Required work
Look for the string "Recorded" in the material below. Copy every line where you find it.

The records
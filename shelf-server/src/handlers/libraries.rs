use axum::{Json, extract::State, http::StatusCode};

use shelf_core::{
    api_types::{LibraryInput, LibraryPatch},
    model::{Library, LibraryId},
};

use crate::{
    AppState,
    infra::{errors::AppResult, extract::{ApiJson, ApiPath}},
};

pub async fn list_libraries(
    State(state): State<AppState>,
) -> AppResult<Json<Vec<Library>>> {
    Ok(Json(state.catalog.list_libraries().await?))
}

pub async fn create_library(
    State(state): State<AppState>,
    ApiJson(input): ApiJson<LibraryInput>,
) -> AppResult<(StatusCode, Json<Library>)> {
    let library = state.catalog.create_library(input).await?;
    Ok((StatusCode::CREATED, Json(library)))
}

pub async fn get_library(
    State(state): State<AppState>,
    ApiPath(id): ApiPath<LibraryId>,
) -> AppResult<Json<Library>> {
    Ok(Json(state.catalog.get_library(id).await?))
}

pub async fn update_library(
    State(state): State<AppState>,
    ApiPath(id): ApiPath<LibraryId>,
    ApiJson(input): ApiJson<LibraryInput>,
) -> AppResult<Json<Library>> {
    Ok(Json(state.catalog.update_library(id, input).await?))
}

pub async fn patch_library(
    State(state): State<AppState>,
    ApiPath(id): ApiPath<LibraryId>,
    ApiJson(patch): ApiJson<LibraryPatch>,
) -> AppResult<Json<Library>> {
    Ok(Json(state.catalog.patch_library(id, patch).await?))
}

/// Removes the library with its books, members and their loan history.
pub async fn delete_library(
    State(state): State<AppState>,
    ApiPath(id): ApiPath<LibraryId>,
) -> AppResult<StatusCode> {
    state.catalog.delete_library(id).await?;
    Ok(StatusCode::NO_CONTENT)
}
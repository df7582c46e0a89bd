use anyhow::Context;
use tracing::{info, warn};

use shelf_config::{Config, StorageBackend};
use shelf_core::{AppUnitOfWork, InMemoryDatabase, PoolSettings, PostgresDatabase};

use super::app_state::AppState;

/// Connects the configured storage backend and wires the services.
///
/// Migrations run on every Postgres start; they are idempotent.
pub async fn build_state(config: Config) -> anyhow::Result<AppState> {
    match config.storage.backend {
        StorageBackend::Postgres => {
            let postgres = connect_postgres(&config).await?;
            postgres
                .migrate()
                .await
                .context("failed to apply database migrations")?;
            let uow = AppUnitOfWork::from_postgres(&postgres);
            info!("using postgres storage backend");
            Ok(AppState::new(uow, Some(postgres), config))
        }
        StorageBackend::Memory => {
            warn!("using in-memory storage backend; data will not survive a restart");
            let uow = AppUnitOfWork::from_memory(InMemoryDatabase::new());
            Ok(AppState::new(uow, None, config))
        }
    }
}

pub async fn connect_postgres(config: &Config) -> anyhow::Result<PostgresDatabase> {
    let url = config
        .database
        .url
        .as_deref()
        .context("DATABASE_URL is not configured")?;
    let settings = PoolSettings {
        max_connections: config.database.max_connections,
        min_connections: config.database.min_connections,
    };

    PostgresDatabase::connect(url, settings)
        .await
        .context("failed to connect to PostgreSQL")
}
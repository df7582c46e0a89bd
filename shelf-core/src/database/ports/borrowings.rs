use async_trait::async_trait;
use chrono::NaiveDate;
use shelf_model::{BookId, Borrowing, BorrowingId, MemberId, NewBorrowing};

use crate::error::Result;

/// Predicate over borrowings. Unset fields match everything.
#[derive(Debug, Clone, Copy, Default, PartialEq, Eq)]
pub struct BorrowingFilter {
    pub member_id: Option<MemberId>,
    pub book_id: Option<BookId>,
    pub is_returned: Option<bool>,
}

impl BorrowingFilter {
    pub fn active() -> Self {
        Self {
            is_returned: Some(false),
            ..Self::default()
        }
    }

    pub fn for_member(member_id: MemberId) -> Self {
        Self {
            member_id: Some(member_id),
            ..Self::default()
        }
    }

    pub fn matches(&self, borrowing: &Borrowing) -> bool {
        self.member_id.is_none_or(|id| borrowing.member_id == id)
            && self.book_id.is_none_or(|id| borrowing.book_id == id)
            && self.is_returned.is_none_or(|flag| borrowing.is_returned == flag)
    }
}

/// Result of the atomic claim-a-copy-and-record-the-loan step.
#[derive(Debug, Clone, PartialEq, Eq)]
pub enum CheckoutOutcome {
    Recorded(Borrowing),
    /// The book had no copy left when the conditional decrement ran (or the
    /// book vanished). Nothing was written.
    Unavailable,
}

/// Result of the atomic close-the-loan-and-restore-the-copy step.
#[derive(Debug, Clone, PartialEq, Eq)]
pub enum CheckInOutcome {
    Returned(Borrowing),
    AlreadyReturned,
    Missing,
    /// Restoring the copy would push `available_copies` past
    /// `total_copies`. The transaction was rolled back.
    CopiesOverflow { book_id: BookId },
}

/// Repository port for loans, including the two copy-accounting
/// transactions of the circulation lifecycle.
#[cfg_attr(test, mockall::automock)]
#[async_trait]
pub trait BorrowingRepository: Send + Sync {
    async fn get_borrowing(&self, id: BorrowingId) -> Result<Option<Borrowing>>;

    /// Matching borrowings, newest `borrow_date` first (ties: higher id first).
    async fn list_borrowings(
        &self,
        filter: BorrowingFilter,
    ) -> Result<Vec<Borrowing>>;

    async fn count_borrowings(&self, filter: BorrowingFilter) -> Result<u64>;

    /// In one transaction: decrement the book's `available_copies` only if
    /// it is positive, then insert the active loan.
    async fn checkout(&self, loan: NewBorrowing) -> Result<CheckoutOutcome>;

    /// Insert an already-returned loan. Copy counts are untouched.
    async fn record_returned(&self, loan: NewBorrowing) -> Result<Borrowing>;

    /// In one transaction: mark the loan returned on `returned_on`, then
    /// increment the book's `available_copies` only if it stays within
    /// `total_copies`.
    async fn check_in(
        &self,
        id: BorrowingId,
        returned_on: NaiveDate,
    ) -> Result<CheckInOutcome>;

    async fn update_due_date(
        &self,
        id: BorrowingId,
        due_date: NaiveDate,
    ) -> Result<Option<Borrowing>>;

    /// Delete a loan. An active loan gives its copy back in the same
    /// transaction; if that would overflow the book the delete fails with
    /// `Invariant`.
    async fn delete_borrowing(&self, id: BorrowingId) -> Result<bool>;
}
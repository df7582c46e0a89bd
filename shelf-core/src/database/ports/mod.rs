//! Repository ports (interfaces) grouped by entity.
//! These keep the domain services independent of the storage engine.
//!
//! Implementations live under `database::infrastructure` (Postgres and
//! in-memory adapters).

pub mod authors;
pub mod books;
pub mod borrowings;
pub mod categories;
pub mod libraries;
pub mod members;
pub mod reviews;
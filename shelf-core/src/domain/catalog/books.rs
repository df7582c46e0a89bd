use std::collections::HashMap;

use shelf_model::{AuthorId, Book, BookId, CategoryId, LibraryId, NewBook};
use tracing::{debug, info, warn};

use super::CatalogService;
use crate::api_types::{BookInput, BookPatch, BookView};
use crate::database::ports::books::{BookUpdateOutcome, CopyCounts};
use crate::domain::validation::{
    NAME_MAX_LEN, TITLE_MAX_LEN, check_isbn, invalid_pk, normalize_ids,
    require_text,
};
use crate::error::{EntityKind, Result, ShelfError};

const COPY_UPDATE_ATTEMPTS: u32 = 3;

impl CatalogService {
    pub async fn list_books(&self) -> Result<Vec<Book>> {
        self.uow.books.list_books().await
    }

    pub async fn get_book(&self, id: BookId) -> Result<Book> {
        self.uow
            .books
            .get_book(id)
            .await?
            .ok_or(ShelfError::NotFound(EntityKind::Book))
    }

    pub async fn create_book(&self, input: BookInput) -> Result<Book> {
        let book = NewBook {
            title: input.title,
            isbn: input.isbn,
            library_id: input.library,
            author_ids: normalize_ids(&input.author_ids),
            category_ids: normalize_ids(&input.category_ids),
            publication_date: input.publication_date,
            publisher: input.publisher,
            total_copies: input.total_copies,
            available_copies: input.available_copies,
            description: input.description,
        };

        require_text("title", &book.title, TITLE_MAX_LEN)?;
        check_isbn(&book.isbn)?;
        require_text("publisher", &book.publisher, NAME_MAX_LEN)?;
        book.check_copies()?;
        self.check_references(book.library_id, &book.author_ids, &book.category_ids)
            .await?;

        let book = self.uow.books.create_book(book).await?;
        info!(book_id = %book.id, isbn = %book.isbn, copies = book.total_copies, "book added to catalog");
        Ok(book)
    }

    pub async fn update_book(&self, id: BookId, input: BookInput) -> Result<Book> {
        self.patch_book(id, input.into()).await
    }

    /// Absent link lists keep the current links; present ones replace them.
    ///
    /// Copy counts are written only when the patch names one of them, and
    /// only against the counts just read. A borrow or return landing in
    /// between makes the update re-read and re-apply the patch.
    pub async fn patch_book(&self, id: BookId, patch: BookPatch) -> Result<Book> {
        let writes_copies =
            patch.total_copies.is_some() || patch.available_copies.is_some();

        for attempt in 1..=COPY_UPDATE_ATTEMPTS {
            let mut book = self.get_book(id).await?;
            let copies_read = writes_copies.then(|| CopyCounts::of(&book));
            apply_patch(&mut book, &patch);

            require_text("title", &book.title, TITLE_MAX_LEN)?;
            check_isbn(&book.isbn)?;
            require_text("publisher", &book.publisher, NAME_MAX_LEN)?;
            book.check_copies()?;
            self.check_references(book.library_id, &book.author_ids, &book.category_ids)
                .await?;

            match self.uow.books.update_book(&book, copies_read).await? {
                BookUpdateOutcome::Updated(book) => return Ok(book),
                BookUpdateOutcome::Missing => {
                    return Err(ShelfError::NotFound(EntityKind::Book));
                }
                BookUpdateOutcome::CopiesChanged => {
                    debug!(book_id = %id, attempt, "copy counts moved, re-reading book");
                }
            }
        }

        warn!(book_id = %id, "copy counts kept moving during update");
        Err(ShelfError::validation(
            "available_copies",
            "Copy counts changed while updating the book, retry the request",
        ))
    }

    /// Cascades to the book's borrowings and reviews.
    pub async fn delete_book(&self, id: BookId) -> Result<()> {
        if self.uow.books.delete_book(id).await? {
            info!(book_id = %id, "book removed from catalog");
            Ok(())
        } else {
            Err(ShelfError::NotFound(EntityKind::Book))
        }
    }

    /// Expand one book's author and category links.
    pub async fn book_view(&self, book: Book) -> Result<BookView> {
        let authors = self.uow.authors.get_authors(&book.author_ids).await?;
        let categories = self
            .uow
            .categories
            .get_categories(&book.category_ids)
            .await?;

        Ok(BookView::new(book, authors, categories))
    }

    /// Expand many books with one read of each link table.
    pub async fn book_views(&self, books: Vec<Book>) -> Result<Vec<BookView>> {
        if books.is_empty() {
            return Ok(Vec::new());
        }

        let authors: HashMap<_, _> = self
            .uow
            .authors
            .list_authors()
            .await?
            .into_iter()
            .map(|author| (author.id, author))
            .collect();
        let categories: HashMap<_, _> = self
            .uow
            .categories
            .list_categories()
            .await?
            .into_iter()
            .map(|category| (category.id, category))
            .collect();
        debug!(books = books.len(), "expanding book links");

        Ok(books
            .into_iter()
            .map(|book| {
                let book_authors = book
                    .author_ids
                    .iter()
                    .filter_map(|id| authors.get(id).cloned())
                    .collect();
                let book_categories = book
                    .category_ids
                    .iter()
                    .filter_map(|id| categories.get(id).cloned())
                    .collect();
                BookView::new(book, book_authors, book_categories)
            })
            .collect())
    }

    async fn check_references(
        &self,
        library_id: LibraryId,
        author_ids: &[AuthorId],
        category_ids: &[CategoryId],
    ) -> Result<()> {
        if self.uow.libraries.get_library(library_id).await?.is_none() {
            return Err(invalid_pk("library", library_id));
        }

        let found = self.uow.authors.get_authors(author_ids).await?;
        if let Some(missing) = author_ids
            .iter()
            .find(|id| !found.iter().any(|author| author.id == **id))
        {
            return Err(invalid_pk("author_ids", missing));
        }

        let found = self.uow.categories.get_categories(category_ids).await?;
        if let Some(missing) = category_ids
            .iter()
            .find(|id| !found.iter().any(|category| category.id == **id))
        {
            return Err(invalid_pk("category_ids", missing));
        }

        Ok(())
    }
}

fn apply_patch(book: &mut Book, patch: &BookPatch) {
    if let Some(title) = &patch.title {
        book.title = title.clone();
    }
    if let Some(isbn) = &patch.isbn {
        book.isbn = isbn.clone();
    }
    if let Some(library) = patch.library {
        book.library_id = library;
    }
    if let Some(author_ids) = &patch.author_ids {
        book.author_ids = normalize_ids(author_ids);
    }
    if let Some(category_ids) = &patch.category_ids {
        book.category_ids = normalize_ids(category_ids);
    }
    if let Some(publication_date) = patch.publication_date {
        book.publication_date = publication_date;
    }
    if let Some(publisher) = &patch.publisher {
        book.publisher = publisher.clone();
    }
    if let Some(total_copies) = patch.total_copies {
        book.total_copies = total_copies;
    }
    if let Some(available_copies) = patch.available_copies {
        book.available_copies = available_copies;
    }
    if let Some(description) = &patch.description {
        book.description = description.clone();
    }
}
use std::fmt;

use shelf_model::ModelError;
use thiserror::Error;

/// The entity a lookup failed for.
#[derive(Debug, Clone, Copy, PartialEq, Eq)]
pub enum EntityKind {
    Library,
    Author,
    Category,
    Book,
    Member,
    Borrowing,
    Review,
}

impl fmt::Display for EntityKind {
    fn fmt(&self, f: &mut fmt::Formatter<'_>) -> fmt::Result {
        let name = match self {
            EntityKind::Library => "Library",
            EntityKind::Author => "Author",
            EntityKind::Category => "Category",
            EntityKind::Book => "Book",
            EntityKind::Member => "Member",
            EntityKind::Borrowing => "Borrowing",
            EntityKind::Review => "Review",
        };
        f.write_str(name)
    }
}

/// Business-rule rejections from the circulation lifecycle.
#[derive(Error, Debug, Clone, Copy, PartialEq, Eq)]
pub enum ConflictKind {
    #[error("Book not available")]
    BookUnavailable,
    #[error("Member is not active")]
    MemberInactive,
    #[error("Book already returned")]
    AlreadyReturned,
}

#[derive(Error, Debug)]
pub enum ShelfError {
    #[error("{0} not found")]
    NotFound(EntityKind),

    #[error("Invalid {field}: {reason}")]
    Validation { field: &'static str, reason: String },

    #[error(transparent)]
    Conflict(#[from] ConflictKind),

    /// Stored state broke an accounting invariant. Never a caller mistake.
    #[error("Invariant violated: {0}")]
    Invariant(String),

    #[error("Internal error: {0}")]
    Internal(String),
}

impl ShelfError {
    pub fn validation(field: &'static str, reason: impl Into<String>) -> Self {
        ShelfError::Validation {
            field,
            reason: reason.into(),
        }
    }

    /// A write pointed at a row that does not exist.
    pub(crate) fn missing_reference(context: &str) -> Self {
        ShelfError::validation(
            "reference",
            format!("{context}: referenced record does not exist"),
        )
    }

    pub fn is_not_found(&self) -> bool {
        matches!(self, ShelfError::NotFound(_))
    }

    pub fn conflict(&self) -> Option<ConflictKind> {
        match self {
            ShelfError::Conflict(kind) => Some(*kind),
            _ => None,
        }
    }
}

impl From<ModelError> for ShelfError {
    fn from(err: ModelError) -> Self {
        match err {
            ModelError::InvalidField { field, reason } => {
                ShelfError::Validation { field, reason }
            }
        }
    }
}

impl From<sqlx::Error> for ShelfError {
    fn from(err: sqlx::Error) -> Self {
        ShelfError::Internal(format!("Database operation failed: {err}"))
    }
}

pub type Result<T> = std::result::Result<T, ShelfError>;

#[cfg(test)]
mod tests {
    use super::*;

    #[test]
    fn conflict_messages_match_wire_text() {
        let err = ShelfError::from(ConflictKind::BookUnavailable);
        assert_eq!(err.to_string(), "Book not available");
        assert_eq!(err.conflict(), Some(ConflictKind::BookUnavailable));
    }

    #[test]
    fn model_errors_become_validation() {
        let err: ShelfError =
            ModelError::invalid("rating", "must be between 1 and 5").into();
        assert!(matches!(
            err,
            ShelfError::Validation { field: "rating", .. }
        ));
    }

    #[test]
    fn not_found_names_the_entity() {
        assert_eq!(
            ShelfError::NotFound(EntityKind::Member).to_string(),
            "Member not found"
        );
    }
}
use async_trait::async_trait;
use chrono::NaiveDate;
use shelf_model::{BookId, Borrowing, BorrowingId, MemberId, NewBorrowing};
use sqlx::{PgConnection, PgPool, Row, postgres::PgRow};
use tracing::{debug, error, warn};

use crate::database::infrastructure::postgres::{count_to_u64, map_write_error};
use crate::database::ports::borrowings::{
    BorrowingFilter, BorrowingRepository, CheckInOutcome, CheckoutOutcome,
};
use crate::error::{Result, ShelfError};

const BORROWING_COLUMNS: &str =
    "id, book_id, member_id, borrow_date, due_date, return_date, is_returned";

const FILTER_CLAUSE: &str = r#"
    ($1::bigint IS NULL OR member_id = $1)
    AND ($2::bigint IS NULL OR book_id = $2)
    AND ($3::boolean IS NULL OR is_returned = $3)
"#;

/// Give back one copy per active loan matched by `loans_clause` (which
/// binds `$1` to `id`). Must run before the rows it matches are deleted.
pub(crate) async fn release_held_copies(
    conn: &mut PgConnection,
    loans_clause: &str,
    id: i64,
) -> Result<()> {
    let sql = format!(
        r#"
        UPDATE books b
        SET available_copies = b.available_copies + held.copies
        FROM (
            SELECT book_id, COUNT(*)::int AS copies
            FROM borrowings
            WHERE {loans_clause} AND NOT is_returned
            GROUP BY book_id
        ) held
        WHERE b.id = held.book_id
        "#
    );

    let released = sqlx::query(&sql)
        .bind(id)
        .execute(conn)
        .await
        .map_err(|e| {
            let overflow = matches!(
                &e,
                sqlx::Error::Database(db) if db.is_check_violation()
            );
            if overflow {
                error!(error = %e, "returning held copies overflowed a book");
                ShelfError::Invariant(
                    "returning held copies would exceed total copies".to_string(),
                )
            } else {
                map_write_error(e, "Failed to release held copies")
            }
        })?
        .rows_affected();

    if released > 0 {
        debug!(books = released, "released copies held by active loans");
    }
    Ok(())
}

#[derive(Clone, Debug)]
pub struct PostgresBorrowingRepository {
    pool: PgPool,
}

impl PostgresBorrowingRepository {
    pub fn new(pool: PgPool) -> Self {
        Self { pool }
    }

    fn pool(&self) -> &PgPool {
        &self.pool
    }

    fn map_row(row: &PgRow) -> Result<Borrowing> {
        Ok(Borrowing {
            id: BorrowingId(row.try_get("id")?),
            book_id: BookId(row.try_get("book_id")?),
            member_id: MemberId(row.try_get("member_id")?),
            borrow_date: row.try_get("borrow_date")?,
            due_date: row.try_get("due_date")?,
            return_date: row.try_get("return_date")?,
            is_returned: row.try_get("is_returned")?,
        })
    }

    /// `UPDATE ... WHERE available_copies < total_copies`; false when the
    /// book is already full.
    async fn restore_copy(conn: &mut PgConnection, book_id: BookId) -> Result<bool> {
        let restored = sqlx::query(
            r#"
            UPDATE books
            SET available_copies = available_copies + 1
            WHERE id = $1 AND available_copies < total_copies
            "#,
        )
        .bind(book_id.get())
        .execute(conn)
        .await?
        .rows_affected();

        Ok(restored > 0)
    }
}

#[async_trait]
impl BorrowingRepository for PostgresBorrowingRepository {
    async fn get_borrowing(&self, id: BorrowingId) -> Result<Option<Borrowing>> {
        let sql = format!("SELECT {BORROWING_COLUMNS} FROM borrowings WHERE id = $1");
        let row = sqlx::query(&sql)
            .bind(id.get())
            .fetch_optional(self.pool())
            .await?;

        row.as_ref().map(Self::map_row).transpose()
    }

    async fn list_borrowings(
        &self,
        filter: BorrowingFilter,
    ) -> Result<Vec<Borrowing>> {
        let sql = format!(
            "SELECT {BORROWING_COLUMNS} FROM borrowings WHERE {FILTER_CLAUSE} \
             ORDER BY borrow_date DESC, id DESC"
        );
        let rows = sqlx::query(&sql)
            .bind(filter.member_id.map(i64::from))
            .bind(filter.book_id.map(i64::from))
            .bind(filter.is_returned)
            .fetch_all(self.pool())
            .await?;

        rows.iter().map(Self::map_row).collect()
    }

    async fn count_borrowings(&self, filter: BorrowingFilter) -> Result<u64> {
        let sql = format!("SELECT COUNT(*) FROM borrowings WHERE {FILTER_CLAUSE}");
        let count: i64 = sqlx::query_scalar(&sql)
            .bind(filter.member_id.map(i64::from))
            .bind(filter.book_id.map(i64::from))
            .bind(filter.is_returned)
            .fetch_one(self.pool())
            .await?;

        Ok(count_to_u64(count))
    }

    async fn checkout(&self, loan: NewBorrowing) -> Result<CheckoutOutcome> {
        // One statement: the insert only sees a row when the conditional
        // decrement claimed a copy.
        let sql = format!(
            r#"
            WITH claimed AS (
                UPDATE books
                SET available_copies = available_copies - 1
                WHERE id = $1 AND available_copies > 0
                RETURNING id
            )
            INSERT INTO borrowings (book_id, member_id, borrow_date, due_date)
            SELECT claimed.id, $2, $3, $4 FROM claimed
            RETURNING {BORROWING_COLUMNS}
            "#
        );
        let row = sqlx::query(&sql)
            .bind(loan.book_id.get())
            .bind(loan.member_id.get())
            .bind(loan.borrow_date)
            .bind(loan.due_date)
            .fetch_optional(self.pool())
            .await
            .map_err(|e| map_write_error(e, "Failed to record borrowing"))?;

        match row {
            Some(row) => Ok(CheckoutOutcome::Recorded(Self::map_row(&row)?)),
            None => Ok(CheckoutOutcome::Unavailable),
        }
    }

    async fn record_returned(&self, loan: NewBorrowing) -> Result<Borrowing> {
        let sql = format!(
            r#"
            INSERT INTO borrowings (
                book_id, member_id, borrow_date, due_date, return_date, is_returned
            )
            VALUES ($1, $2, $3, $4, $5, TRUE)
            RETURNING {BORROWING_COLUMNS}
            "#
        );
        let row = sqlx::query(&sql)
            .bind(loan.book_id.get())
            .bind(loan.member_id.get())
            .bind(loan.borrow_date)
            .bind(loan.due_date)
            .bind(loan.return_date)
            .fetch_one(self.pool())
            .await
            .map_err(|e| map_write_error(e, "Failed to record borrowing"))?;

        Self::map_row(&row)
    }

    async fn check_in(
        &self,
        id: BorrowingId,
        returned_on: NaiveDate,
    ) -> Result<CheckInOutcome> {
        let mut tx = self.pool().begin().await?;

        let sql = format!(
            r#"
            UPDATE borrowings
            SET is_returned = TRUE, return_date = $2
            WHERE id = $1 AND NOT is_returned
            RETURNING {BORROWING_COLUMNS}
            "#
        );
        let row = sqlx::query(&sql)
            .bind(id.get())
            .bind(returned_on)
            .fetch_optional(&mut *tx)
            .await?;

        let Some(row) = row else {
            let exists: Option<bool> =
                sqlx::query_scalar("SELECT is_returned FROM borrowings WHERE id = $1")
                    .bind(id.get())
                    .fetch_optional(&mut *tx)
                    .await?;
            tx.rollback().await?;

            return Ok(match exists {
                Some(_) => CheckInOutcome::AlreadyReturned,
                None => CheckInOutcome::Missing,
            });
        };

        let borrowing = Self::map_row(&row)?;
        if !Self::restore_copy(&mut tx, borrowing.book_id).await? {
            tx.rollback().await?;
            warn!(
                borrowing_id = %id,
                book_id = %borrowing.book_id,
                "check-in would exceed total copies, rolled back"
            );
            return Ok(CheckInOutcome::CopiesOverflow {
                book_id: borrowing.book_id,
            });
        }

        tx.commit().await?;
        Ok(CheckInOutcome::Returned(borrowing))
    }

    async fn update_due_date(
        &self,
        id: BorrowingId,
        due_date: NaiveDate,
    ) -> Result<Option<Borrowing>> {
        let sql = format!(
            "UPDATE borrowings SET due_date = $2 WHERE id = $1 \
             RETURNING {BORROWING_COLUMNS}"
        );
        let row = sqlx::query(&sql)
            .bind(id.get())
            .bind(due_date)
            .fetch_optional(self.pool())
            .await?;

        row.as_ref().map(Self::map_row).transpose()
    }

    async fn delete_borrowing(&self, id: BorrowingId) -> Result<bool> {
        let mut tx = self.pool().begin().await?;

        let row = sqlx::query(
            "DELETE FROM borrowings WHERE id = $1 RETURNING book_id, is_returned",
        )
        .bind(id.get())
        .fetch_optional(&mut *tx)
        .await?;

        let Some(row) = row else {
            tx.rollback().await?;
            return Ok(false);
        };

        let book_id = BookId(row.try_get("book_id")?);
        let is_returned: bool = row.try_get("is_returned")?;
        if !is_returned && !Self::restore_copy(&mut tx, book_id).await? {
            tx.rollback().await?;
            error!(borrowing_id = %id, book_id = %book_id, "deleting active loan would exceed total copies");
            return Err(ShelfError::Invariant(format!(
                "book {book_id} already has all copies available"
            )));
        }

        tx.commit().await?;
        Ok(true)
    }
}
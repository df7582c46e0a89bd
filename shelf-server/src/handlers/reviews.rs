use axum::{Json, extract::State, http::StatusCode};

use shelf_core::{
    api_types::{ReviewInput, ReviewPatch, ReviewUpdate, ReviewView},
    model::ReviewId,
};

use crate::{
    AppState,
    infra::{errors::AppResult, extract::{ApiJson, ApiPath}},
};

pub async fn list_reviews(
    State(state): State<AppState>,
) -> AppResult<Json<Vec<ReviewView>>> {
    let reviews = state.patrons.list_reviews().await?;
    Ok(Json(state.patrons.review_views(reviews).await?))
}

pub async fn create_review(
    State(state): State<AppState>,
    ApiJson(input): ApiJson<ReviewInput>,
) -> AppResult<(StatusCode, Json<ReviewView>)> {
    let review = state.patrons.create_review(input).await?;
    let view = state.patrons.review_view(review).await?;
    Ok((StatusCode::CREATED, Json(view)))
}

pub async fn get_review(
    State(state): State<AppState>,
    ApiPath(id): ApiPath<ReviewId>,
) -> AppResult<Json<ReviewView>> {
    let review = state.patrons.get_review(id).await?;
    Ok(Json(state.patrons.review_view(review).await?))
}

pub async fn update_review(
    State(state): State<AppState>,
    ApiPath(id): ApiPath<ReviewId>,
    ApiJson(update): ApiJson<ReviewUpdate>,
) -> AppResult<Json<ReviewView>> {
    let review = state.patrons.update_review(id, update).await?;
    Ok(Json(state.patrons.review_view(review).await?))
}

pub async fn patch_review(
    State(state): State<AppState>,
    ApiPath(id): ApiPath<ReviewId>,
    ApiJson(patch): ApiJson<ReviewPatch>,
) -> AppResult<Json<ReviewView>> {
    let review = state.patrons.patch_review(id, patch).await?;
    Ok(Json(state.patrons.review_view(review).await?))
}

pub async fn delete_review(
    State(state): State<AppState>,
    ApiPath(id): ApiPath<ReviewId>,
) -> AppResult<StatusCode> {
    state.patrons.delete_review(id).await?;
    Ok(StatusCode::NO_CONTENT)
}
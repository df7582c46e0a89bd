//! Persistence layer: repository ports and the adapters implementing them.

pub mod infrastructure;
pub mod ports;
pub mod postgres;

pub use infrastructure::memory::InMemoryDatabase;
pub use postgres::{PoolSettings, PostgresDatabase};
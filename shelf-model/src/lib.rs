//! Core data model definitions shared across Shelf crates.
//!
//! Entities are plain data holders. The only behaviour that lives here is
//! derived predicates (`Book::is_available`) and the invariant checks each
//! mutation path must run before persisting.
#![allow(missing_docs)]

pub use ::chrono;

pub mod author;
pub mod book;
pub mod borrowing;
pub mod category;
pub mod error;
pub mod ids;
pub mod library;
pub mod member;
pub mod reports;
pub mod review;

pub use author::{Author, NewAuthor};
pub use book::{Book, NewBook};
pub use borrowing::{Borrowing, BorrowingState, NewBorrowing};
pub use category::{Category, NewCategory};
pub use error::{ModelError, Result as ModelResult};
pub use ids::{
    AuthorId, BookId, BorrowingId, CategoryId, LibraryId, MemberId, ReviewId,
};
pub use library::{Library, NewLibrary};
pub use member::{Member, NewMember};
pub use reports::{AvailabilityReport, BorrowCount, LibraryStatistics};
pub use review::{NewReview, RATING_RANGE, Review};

Result
    Recorded(Borrowing),
            Some(row) => Ok(CheckoutOutcome::Recorded(Self::map_row(&row)?)),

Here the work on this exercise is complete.